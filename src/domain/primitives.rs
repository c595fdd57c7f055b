//! Domain primitives: entity ids, TimeMs, Team.

use serde::{Deserialize, Serialize};
use std::fmt;
use std::str::FromStr;
use uuid::Uuid;

/// Time in milliseconds since Unix epoch.
#[derive(Debug, Clone, Copy, PartialEq, Eq, PartialOrd, Ord, Hash, Serialize, Deserialize)]
pub struct TimeMs(pub i64);

impl TimeMs {
    /// Create a TimeMs from milliseconds.
    pub fn new(ms: i64) -> Self {
        TimeMs(ms)
    }

    /// Current wall-clock time.
    pub fn now() -> Self {
        TimeMs(chrono::Utc::now().timestamp_millis())
    }

    /// Get the underlying milliseconds value.
    pub fn as_i64(&self) -> i64 {
        self.0
    }
}

macro_rules! entity_id {
    ($(#[$meta:meta])* $name:ident) => {
        $(#[$meta])*
        #[derive(Debug, Clone, Copy, PartialEq, Eq, PartialOrd, Ord, Hash, Serialize, Deserialize)]
        #[serde(transparent)]
        pub struct $name(pub Uuid);

        impl $name {
            /// Allocate a fresh random id.
            pub fn new() -> Self {
                $name(Uuid::new_v4())
            }

            pub fn as_uuid(&self) -> Uuid {
                self.0
            }
        }

        impl Default for $name {
            fn default() -> Self {
                Self::new()
            }
        }

        impl fmt::Display for $name {
            fn fmt(&self, f: &mut fmt::Formatter<'_>) -> fmt::Result {
                write!(f, "{}", self.0)
            }
        }

        impl FromStr for $name {
            type Err = uuid::Error;

            fn from_str(s: &str) -> Result<Self, Self::Err> {
                Uuid::parse_str(s).map($name)
            }
        }
    };
}

entity_id!(
    /// Opaque identifier of a match.
    MatchId
);
entity_id!(
    /// Opaque identifier of an innings.
    InningsId
);
entity_id!(
    /// Opaque identifier of an over.
    OverId
);
entity_id!(
    /// Opaque identifier of a single delivery.
    BallId
);

/// One of the two sides in a match.
#[derive(Debug, Clone, Copy, PartialEq, Eq, Hash, Serialize, Deserialize)]
#[serde(rename_all = "lowercase")]
pub enum Team {
    A,
    B,
}

impl Team {
    /// The other side.
    pub fn opponent(&self) -> Team {
        match self {
            Team::A => Team::B,
            Team::B => Team::A,
        }
    }

    pub fn as_str(&self) -> &'static str {
        match self {
            Team::A => "a",
            Team::B => "b",
        }
    }
}

impl fmt::Display for Team {
    fn fmt(&self, f: &mut fmt::Formatter<'_>) -> fmt::Result {
        f.write_str(self.as_str())
    }
}

/// Error returned when a stored enum label is not recognised.
#[derive(Debug, Clone, PartialEq, Eq, thiserror::Error)]
#[error("unknown {kind} value: {value}")]
pub struct UnknownVariant {
    pub kind: &'static str,
    pub value: String,
}

impl UnknownVariant {
    pub fn new(kind: &'static str, value: &str) -> Self {
        UnknownVariant {
            kind,
            value: value.to_string(),
        }
    }
}

impl FromStr for Team {
    type Err = UnknownVariant;

    fn from_str(s: &str) -> Result<Self, Self::Err> {
        match s {
            "a" => Ok(Team::A),
            "b" => Ok(Team::B),
            other => Err(UnknownVariant::new("team", other)),
        }
    }
}

#[cfg(test)]
mod tests {
    use super::*;

    #[test]
    fn test_team_opponent() {
        assert_eq!(Team::A.opponent(), Team::B);
        assert_eq!(Team::B.opponent(), Team::A);
    }

    #[test]
    fn test_team_serialization() {
        let json = serde_json::to_string(&Team::A).unwrap();
        assert_eq!(json, "\"a\"");
        assert_eq!("b".parse::<Team>().unwrap(), Team::B);
        assert!("c".parse::<Team>().is_err());
    }

    #[test]
    fn test_id_round_trips_through_string() {
        let id = MatchId::new();
        let parsed: MatchId = id.to_string().parse().unwrap();
        assert_eq!(parsed, id);
    }

    #[test]
    fn test_id_serializes_transparently() {
        let id = OverId::new();
        let json = serde_json::to_string(&id).unwrap();
        assert_eq!(json, format!("\"{}\"", id.as_uuid()));
    }

    #[test]
    fn test_timems_ordering() {
        let t1 = TimeMs::new(1000);
        let t2 = TimeMs::new(2000);
        assert!(t1 < t2);
    }
}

^^^^^^^^

EXERCISE: Could you return every record above exactly as written?

YOUR SOLUTION:
filename src/domain/primitives.rs
repository c595fdd57c7f055b
//! Domain primitives: entity ids, TimeMs, Team.

use serde::{Deserialize, Serialize};
use std::fmt;
use std::str::FromStr;
use uuid::Uuid;

/// Time in milliseconds since Unix epoch.
#[derive(Debug, Clone, Copy, PartialEq, Eq, PartialOrd, Ord, Hash, Serialize, Deserialize)]
pub struct TimeMs(pub i64);

impl TimeMs {
    /// Create a TimeMs from milliseconds.
    pub fn new(ms: i64) -> Self {
        TimeMs(ms)
    }

    /// Current wall-clock time.
    pub fn now() -> Self {
        TimeMs(chrono::Utc::now().timestamp_millis())
    }

    /// Get the underlying milliseconds value.
    pub fn as_i64(&self) -> i64 {
        self.0
    }
}

macro_rules! entity_id {
    ($(#[$meta:meta])* $name:ident) => {
        $(#[$meta])*
        #[derive(Debug, Clone, Copy, PartialEq, Eq, PartialOrd, Ord, Hash, Serialize, Deserialize)]
        #[serde(transparent)]
        pub struct $name(pub Uuid);

        impl $name {
            /// Allocate a fresh random id.
            pub fn new() -> Self {
                $name(Uuid::new_v4())
            }

            pub fn as_uuid(&self) -> Uuid {
                self.0
            }
        }

        impl Default for $name {
            fn default() -> Self {
                Self::new()
            }
        }

        impl fmt::Display for $name {
            fn fmt(&self, f: &mut fmt::Formatter<'_>) -> fmt::Result {
                write!(f, "{}", self.0)
            }
        }

        impl FromStr for $name {
            type Err = uuid::Error;

            fn from_str(s: &str) -> Result<Self, Self::Err> {
                Uuid::parse_str(s).map($name)
            }
        }
    };
}

entity_id!(
    /// Opaque identifier of a match.
    MatchId
);
entity_id!(
    /// Opaque identifier of an innings.
    InningsId
);
entity_id!(
    /// Opaque identifier of an over.
    OverId
);
entity_id!(
    /// Opaque identifier of a single delivery.
    BallId
);

/// One of the two sides in a match.
#[derive(Debug, Clone, Copy, PartialEq, Eq, Hash, Serialize, Deserialize)]
#[serde(rename_all = "lowercase")]
pub enum Team {
    A,
    B,
}

impl Team {
    /// The other side.
    pub fn opponent(&self) -> Team {
        match self {
            Team::A => Team::B,
            Team::B => Team::A,
        }
    }

    pub fn as_str(&self) -> &'static str {
        match self {
            Team::A => "a",
            Team::B => "b",
        }
    }
}

impl fmt::Display for Team {
    fn fmt(&self, f: &mut fmt::Formatter<'_>) -> fmt::Result {
        f.write_str(self.as_str())
    }
}

/// Error returned when a stored enum label is not recognised.
#[derive(Debug, Clone, PartialEq, Eq, thiserror::Error)]
#[error("unknown {kind} value: {value}")]
pub struct UnknownVariant {
    pub kind: &'static str,
    pub value: String,
}

impl UnknownVariant {
    pub fn new(kind: &'static str, value: &str) -> Self {
        UnknownVariant {
            kind,
            value: value.to_string(),
        }
    }
}

impl FromStr for Team {
    type Err = UnknownVariant;

    fn from_str(s: &str) -> Result<Self, Self::Err> {
        match s {
            "a" => Ok(Team::A),
            "b" => Ok(Team::B),
            other => Err(UnknownVariant::new("team", other)),
        }
    }
}

#[cfg(test)]
mod tests {
    use super::*;

    #[test]
    fn test_team_opponent() {
        assert_eq!(Team::A.opponent(), Team::B);
        assert_eq!(Team::B.opponent(), Team::A);
    }

    #[test]
    fn test_team_serialization() {
        let json = serde_json::to_string(&Team::A).unwrap();
        assert_eq!(json, "\"a\"");
        assert_eq!("b".parse::<Team>().unwrap(), Team::B);
        assert!("c".parse::<Team>().is_err());
    }

    #[test]
    fn test_id_round_trips_through_string() {
        let id = MatchId::new();
        let parsed: MatchId = id.to_string().parse().unwrap();
        assert_eq!(parsed, id);
    }

    #[test]
    fn test_id_serializes_transparently() {
        let id = OverId::new();
        let json = serde_json::to_string(&id).unwrap();
        assert_eq!(json, format!("\"{}\"", id.as_uuid()));
    }

    #[test]
    fn test_timems_ordering() {
        let t1 = TimeMs::new(1000);
        let t2 = TimeMs::new(2000);
        assert!(t1 < t2);
    }
}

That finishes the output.